• _Material for the task_:
BEGIN
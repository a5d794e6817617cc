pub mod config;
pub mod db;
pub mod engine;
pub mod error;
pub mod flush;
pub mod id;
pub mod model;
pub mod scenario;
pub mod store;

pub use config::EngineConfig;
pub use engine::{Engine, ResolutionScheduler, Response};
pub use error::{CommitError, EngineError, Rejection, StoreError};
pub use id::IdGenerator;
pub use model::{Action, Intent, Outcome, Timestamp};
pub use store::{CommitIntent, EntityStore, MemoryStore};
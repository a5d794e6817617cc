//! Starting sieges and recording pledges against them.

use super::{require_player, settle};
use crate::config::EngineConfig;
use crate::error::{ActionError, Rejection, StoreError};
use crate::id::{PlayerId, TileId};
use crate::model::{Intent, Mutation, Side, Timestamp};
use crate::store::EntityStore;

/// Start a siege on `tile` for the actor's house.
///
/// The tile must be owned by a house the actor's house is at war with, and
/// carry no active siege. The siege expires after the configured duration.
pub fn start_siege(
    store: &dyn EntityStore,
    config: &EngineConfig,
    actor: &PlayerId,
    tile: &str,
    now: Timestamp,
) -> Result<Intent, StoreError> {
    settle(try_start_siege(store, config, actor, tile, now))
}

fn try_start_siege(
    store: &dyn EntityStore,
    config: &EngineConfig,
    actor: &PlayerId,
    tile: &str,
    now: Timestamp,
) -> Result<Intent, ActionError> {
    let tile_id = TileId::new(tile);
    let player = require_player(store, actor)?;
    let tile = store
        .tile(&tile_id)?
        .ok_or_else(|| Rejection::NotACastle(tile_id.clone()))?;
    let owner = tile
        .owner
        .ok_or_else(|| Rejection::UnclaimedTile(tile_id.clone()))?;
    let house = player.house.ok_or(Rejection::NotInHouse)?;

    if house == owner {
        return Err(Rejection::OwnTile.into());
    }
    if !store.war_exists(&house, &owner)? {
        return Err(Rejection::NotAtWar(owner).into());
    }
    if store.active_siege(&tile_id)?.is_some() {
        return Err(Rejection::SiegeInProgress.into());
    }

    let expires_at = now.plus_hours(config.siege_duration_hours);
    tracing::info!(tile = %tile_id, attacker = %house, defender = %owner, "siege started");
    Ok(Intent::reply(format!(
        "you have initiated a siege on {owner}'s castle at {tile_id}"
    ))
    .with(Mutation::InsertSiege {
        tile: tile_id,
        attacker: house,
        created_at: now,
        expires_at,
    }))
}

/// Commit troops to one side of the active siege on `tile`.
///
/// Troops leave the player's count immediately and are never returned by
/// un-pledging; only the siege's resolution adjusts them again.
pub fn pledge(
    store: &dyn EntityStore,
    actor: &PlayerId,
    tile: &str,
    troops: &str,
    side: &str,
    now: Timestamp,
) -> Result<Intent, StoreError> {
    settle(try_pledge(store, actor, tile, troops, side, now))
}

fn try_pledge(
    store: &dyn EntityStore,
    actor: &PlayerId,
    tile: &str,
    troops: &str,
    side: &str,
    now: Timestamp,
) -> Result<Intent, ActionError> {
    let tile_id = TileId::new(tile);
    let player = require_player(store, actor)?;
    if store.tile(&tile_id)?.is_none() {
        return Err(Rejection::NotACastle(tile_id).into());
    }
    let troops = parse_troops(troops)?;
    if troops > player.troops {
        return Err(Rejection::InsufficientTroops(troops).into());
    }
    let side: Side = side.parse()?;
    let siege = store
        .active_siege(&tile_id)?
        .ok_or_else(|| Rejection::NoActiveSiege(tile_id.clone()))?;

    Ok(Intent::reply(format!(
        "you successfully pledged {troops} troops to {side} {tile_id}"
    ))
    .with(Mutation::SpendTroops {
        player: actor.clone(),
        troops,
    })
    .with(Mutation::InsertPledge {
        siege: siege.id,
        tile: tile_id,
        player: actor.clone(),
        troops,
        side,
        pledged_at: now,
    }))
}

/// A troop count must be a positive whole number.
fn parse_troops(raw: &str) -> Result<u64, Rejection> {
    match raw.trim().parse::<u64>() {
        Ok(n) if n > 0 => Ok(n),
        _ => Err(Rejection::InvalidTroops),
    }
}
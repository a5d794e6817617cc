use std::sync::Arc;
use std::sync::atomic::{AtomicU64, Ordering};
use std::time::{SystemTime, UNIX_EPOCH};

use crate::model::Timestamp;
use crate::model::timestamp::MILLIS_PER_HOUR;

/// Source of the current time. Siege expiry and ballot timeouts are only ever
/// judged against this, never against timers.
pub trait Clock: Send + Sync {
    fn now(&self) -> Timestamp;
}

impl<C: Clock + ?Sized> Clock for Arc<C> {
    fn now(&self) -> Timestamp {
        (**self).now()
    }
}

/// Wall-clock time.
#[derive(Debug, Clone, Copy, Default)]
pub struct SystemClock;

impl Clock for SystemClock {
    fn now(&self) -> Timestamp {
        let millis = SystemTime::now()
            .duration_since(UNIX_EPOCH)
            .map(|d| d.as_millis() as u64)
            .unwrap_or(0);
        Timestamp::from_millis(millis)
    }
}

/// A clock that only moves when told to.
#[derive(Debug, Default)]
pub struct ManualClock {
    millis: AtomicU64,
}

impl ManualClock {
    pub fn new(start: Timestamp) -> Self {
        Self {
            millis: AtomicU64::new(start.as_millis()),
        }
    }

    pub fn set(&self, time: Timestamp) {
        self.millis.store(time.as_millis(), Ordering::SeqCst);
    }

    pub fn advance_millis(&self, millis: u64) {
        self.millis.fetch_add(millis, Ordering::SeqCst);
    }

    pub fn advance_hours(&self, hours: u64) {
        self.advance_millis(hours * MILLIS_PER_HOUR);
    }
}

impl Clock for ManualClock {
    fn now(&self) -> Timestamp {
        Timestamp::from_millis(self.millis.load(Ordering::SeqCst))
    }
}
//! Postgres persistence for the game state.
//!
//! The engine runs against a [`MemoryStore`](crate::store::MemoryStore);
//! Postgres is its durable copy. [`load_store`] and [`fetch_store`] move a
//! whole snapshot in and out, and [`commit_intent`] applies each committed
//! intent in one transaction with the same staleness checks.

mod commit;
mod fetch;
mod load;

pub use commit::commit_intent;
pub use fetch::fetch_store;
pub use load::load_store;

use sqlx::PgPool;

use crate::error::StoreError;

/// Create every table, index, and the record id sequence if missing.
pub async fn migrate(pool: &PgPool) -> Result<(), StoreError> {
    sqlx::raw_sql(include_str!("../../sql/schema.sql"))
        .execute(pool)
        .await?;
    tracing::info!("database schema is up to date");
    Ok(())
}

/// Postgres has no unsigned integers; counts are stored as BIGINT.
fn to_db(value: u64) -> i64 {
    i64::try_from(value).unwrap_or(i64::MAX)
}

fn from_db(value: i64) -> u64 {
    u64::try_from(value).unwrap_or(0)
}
END
• _Task goal_:
Find and copy each line of the material that holds the word "Debug".

• _Exercise solution_:
#[derive(Debug, Clone, Copy, Default)]
#[derive(Debug, Default)]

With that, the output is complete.